Stroke patients' speech loss linked to loss of brain interconnections

Imaging reveals disruption of language network 'structural hubs' directly associated with aphasia following stroke, reports Restorative Neurology and Neuroscience

Peer-Reviewed Publication

IOS Press

Rich Club Nodes and Language Performance

image: Two representative participants were drawn from our sample to demonstrate the relationship between number of rich club nodes in each hemisphere and language performance. Despite comparable lesion volumes (A = 5796 voxels, B= 5614 voxels) and number of right-hemisphere rich club nodes, patient B -- who had one isolated left-hemisphere rich club node -- showed remarkably low language performance compared to patient A, who had fourteen nodes participation in the rich club on the left hemisphere. view more 

Credit: Restorative Neurology and Neuroscience

Amsterdam, NL, February 22, 2015 - When brain regions that control speech and reading comprehension are destroyed due to blockage of blood flow, patients are often unable to speak or comprehend spoken or written language. These difficulties with language, or "aphasia," are a common symptom in the aftermath of stroke. However, in a new study published in Restorative Neurology and Neuroscience, researchers report that damage to the underlying connections among different areas of the brain can also affect the severity of aphasia.

The brain's macro architecture of connections can be reproduced as a "connectome" composed of nodes representing various regions of the brain and their edges, the connections between such nodes. Some of these nodes function as hubs, which are fundamental to the overall organization and distribution of information throughout the brain. When a network hub has an excess of interconnections, it is part of a so-called "rich club network." There is a growing body of evidence that damage to this rich club network can impair various speech and reading functions in much the same way as direct damage to brain regions normally associated with speech and comprehension.

This investigation involved 44 patients who had experienced a left hemisphere ischemic stroke at least six months prior to the study.
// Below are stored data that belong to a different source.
use crate::{Address, AddressError};

/// Error type for the [`crate::config`] module. Captures errors related to
/// loading pair configuration from the environment or other sources.
#[derive(Debug, thiserror::Error)]
pub enum ConfigError {
    /// Error loading from environment variable
    #[error("missing or non-unicode environment variable: {0}")]
    Var(String),
    /// Error parsing an address from an environment variable
    #[error("failed to parse address: {0}")]
    Address(#[from] AddressError),
    /// Unknown notifier policy name
    #[error("unknown notifier policy {0:?}, expected \"admin\" or \"asset-contract\"")]
    UnknownPolicy(String),
    /// Both assets of a pair are the same
    #[error("asset A and asset B must differ, both are {0}")]
    DuplicateAsset(Address),
}

impl ConfigError {
    /// Missing or non-unicode env var.
    pub fn missing(s: &str) -> Self {
        ConfigError::Var(s.to_string())
    }
}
Aphasia testing used the Western Aphasia Battery, which determined overall aphasia severity, as well as sub-assessments of speech fluency, auditory comprehension, speech repetition, and naming. Each participant was assigned an Aphasia Quotient (WAB-AQ) as a measure of severity. MRI Diffusion Tensor Imaging (MRI-DTI), which can map the interconnections between brain regions, was used to identify the rich club network in each individual patient.

Investigators found that when imaging revealed that the post-stroke patients studied had different distributions of rich club nodes, their aphasia could differ markedly. They present a striking example in which two patients had similar volumes of stroke damage but very dissimilar numbers of rich club nodes remaining nearby. Patient B had more severe aphasia (lower WAB-AQ = 23.6) than patient A (WAB-AB = 64.6).
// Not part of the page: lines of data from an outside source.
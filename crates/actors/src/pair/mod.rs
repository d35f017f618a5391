mod policy;
pub use policy::{AdminForwarder, AssetContract, NotifierPolicy};

use crate::{Actor, ActorError, Context, GetValue, Getter, Outcome};
use alloy::primitives::U256;
use quay_types::{Address, Body, Nano, NotifierKind, PairConfig, TokenNotification, NANO_PER_UNIT};
use serde::{Deserialize, Serialize};
use std::any::Any;
use tracing::{debug, trace};

/// The persisted state of a [`ReservePair`].
#[derive(Debug, Copy, Clone, PartialEq, Eq, Serialize, Deserialize)]
#[serde(rename_all = "camelCase")]
struct PairState {
    config: PairConfig,
    reserve_a: Nano,
    reserve_b: Nano,
}

/// Tracks the credited reserves of two assets and prices each against the
/// other.
///
/// Reserves only grow, by the amount of each accepted `TokenNotification`.
/// Notifications are not deduplicated: replaying one credits it again.
///
/// Which sender may credit a reserve is decided by the [`NotifierPolicy`]
/// `P`. The default, [`AdminForwarder`], trusts the pair admin.
///
/// ## Example
///
/// ```
/// # use quay_actors::ReservePair;
/// # use quay_types::{Address, Nano, PairConfig};
/// let (admin, a, b) = (Address::from_low_u64(9), Address::from_low_u64(1), Address::from_low_u64(2));
/// let mut pair = ReservePair::new(PairConfig::new(admin, a, b)?);
/// pair.credit(admin, a, Nano::from_units(10))?;
/// pair.credit(admin, b, Nano::from_units(2))?;
/// assert_eq!(pair.price(a)?, Nano::from_units(5));
/// assert_eq!(pair.price(b)?, Nano::new(200_000_000));
/// # Ok::<_, Box<dyn std::error::Error>>(())
/// ```
#[derive(Debug, Clone, PartialEq, Eq)]
pub struct ReservePair<P = AdminForwarder> {
    config: PairConfig,
    reserve_a: Nano,
    reserve_b: Nano,
    policy: P,
}

impl ReservePair {
    /// Create a pair that trusts the admin to forward notifications.
    pub const fn new(config: PairConfig) -> Self {
        Self::with_policy(config, AdminForwarder)
    }
}

impl ReservePair<NotifierKind> {
    /// Create a pair whose policy is chosen at runtime.
    pub const fn from_config(config: PairConfig, kind: NotifierKind) -> Self {
        Self::with_policy(config, kind)
    }
}

impl<P> ReservePair<P> {
    /// The code tag for reserve pairs.
    pub const CODE: &'static str = "reserve-pair";

    /// Create a pair with empty reserves and the given notifier policy.
    pub const fn with_policy(config: PairConfig, policy: P) -> Self {
        Self { config, reserve_a: Nano::ZERO, reserve_b: Nano::ZERO, policy }
    }

    /// Get the construction parameters.
    pub const fn config(&self) -> &PairConfig {
        &self.config
    }

    /// Get the notifier policy.
    pub const fn policy(&self) -> &P {
        &self.policy
    }

    /// The reserve of `asset`, or `None` if it is not part of the pair.
    pub fn reserve(&self, asset: Address) -> Option<Nano> {
        if asset == self.config.asset_a() {
            Some(self.reserve_a)
        } else if asset == self.config.asset_b() {
            Some(self.reserve_b)
        } else {
            None
        }
    }

    /// `getPrice(asset)`: the reserve of `asset` scaled by 10^9 and divided
    /// by the counterpart reserve, truncating.
    ///
    /// The product is computed in 256 bits, so it cannot overflow. A
    /// quotient wider than 128 bits is reported as
    /// [`ActorError::ArithmeticOverflow`].
    pub fn price(&self, asset: Address) -> Result<Nano, ActorError> {
        let (numerator, denominator) = self
            .config
            .counterpart(asset)
            .and_then(|other| Some((self.reserve(asset)?, self.reserve(other)?)))
            .ok_or(ActorError::UnknownAsset { asset })?;

        if denominator.is_zero() {
            return Err(ActorError::DivisionByZero { asset });
        }

        let scaled = U256::from(numerator.get()) * U256::from(NANO_PER_UNIT);
        let quotient = scaled / U256::from(denominator.get());
        if quotient > U256::from(u128::MAX) {
            return Err(ActorError::ArithmeticOverflow { op: "price" });
        }
        Ok(Nano::new(quotient.to::<u128>()))
    }
}

impl<P: NotifierPolicy> ReservePair<P> {
    /// Credit `amount` to the reserve of `asset` on behalf of `sender`,
    /// returning the new reserve.
    ///
    /// Fails with [`ActorError::Unauthorized`] if `asset` is not part of the
    /// pair or the policy rejects `sender`, and with
    /// [`ActorError::ArithmeticOverflow`] if the reserve would exceed
    /// [`u128::MAX`] nano-units. Nothing changes on failure.
    pub fn credit(
        &mut self,
        sender: Address,
        asset: Address,
        amount: Nano,
    ) -> Result<Nano, ActorError> {
        let unauthorized = ActorError::Unauthorized { sender, asset };
        if !self.config.is_pair_asset(asset) {
            return Err(unauthorized);
        }
        if !self.policy.authorize(&self.config, sender, asset) {
            return Err(unauthorized);
        }

        let reserve = if asset == self.config.asset_a() {
            &mut self.reserve_a
        } else {
            &mut self.reserve_b
        };
        *reserve =
            reserve.checked_add(amount).ok_or(ActorError::ArithmeticOverflow { op: "credit" })?;
        Ok(*reserve)
    }

    fn on_notification(
        &mut self,
        ctx: &Context,
        notification: &TokenNotification,
    ) -> Result<(), ActorError> {
        let reserve = self
            .credit(ctx.sender, notification.from, notification.amount)
            .inspect_err(|err| debug!(%err, "notification rejected"))?;
        trace!(asset = %notification.from, %reserve, "reserve credited");
        Ok(())
    }
}

impl<P: NotifierPolicy> Actor for ReservePair<P> {
    fn code(&self) -> &'static str {
        Self::CODE
    }

    fn init_data(&self) -> Vec<u8> {
        let mut data = Vec::with_capacity(36 * 3 + 1);
        data.extend_from_slice(&self.config.admin().to_bytes());
        data.extend_from_slice(&self.config.asset_a().to_bytes());
        data.extend_from_slice(&self.config.asset_b().to_bytes());
        data.push(self.policy.tag());
        data
    }

    fn receive(&mut self, ctx: &Context, body: &Body) -> Result<Outcome, ActorError> {
        let query_id = body.query_id();
        match body {
            Body::Deploy(_) => Ok(Outcome::DeployOk { query_id }),
            Body::TokenNotification(n) => {
                self.on_notification(ctx, n)?;
                Ok(Outcome::Accepted { query_id })
            }
            _ => Err(ActorError::UnhandledMessage { code: Self::CODE, kind: body.kind() }),
        }
    }

    fn get(&self, getter: &Getter) -> Result<GetValue, ActorError> {
        match getter {
            Getter::Price { asset } => self.price(*asset).map(GetValue::Nano),
            _ => Err(ActorError::UnhandledGetter { code: Self::CODE, getter: getter.name() }),
        }
    }

    fn save(&self) -> Result<serde_json::Value, serde_json::Error> {
        serde_json::to_value(PairState {
            config: self.config,
            reserve_a: self.reserve_a,
            reserve_b: self.reserve_b,
        })
    }

    fn load(&mut self, state: serde_json::Value) -> Result<(), serde_json::Error> {
        let state: PairState = serde_json::from_value(state)?;
        if state.config != self.config {
            return Err(serde::de::Error::custom("snapshot belongs to a different pair"));
        }
        self.reserve_a = state.reserve_a;
        self.reserve_b = state.reserve_b;
        Ok(())
    }

    fn as_any(&self) -> &dyn Any {
        self
    }
}

#[cfg(test)]
mod test {
    use super::*;
    use quay_types::{Add, Deploy};

    const ADMIN: Address = Address::new(0, alloy::primitives::B256::repeat_byte(0xad));

    fn token_a() -> Address {
        Address::from_low_u64(1)
    }

    fn token_b() -> Address {
        Address::from_low_u64(2)
    }

    fn config() -> PairConfig {
        PairConfig::new(ADMIN, token_a(), token_b()).unwrap()
    }

    fn notify(from: Address, amount: Nano) -> Body {
        TokenNotification { query_id: 0, amount, from, forward_payload: Default::default() }.into()
    }

    fn funded() -> ReservePair {
        let mut pair = ReservePair::new(config());
        let ctx = Context::new(ADMIN, pair.address());
        pair.receive(&ctx, &notify(token_a(), Nano::from_units(10))).unwrap();
        pair.receive(&ctx, &notify(token_b(), Nano::from_units(2))).unwrap();
        pair
    }

    #[test]
    fn harness_prices() {
        let pair = funded();
        assert_eq!(pair.price(token_a()).unwrap(), Nano::new(5_000_000_000));
        assert_eq!(pair.price(token_b()).unwrap(), Nano::new(200_000_000));
        assert_eq!(
            pair.get(&Getter::Price { asset: token_b() }).unwrap(),
            GetValue::Nano(Nano::new(200_000_000))
        );
    }

    #[test]
    fn price_truncates() {
        let mut pair = ReservePair::new(config());
        pair.credit(ADMIN, token_a(), Nano::new(1)).unwrap();
        pair.credit(ADMIN, token_b(), Nano::new(3)).unwrap();
        // 1e9 / 3 = 333_333_333.33..
        assert_eq!(pair.price(token_a()).unwrap(), Nano::new(333_333_333));
        assert_eq!(pair.price(token_b()).unwrap(), Nano::new(3_000_000_000));
    }

    #[test]
    fn price_needs_counterpart_reserve() {
        let mut pair = ReservePair::new(config());
        assert_eq!(pair.price(token_a()), Err(ActorError::DivisionByZero { asset: token_a() }));
        assert_eq!(pair.price(token_b()), Err(ActorError::DivisionByZero { asset: token_b() }));

        // B priced against A is defined once A is non-zero, even if B is zero
        pair.credit(ADMIN, token_a(), Nano::from_units(1)).unwrap();
        assert_eq!(pair.price(token_b()).unwrap(), Nano::ZERO);
        assert!(pair.price(token_a()).is_err());
    }

    #[test]
    fn price_unknown_asset() {
        let pair = funded();
        let other = Address::from_low_u64(3);
        assert_eq!(pair.price(other), Err(ActorError::UnknownAsset { asset: other }));
    }

    #[test]
    fn price_wider_than_u128() {
        let mut pair = ReservePair::new(config());
        pair.credit(ADMIN, token_a(), Nano::new(u128::MAX)).unwrap();
        pair.credit(ADMIN, token_b(), Nano::new(1)).unwrap();
        assert_eq!(pair.price(token_a()), Err(ActorError::ArithmeticOverflow { op: "price" }));
        assert_eq!(pair.price(token_b()).unwrap(), Nano::ZERO);
    }

    #[test]
    fn foreign_asset_is_rejected() {
        let mut pair = funded();
        let before = pair.clone();
        let other = Address::from_low_u64(3);
        let ctx = Context::new(ADMIN, pair.address());
        assert_eq!(
            pair.receive(&ctx, &notify(other, Nano::from_units(1))),
            Err(ActorError::Unauthorized { sender: ADMIN, asset: other })
        );
        assert_eq!(pair, before);
    }

    #[test]
    fn admin_policy_rejects_strangers() {
        let mut pair = funded();
        let before = pair.clone();
        let stranger = Address::from_low_u64(77);
        let ctx = Context::new(stranger, pair.address());
        assert!(matches!(
            pair.receive(&ctx, &notify(token_a(), Nano::from_units(1))),
            Err(ActorError::Unauthorized { .. })
        ));
        // the asset contract itself is not the admin either
        let ctx = Context::new(token_a(), pair.address());
        assert!(pair.receive(&ctx, &notify(token_a(), Nano::from_units(1))).is_err());
        assert_eq!(pair, before);
    }

    #[test]
    fn asset_contract_policy() {
        let mut pair = ReservePair::with_policy(config(), AssetContract);
        let reserve = pair.credit(token_a(), token_a(), Nano::from_units(4)).unwrap();
        assert_eq!(reserve, Nano::from_units(4));
        // token B cannot credit token A, and the admin cannot credit at all
        assert!(pair.credit(token_b(), token_a(), Nano::from_units(1)).is_err());
        assert!(pair.credit(ADMIN, token_b(), Nano::from_units(1)).is_err());
        assert_eq!(pair.reserve(token_a()), Some(Nano::from_units(4)));
        assert_eq!(pair.reserve(token_b()), Some(Nano::ZERO));
    }

    #[test]
    fn runtime_policy_changes_address() {
        let admin = ReservePair::from_config(config(), NotifierKind::Admin);
        let asset = ReservePair::from_config(config(), NotifierKind::AssetContract);
        assert_eq!(admin.address(), ReservePair::new(config()).address());
        assert_ne!(admin.address(), asset.address());
    }

    #[test]
    fn replay_double_credits() {
        let mut pair = ReservePair::new(config());
        let ctx = Context::new(ADMIN, pair.address());
        let body = notify(token_a(), Nano::from_units(10));
        pair.receive(&ctx, &body).unwrap();
        pair.receive(&ctx, &body).unwrap();
        assert_eq!(pair.reserve(token_a()), Some(Nano::from_units(20)));
    }

    #[test]
    fn overflowing_credit_is_rejected() {
        let mut pair = ReservePair::new(config());
        pair.credit(ADMIN, token_a(), Nano::new(u128::MAX)).unwrap();
        assert_eq!(
            pair.credit(ADMIN, token_a(), Nano::new(1)),
            Err(ActorError::ArithmeticOverflow { op: "credit" })
        );
        assert_eq!(pair.reserve(token_a()), Some(Nano::new(u128::MAX)));
    }

    #[test]
    fn deploy_and_unhandled() {
        let mut pair = ReservePair::new(config());
        let ctx = Context::new(Address::from_low_u64(5), pair.address());
        assert_eq!(
            pair.receive(&ctx, &Deploy { query_id: 3 }.into()).unwrap(),
            Outcome::DeployOk { query_id: 3 }
        );
        assert_eq!(
            pair.receive(&ctx, &Add { query_id: 0, number: 1 }.into()),
            Err(ActorError::UnhandledMessage { code: "reserve-pair", kind: "Add" })
        );
        assert!(pair.get(&Getter::Counter).is_err());
        assert_eq!(pair.reserve(token_a()), Some(Nano::ZERO));
    }

    #[test]
    fn snapshot_is_bound_to_config() {
        let pair = funded();
        let state = pair.save().unwrap();

        let mut restored = ReservePair::new(config());
        restored.load(state.clone()).unwrap();
        assert_eq!(restored, pair);

        let other = PairConfig::new(ADMIN, token_b(), token_a()).unwrap();
        assert!(ReservePair::new(other).load(state).is_err());
    }
}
"Subjects whose spared cortical language regions are integrated into the remaining network as rich club nodes are less likely to have more severe forms of aphasia," explained lead investigators Ezequiel Gleichgerrcht, MD, PhD, and Leonardo Bonilha, MD, PhD, from the Department of Neurology, Medical University of South Carolina.

While clinical practice has often focused on the direct damage to the grey matter of the brain, new mapping techniques such as MRI-DTI can examine the white matter connections throughout the brain. The investigators stressed that, "These findings further highlight the potential relevance and utility of mapping the neural connectome of individual subjects. Identifying patterns of white matter integrity has the potential to add valuable information to the well-established volume-based analysis of clinical, neuropsychological, and language outcomes from both theoretical and clinical perspectives."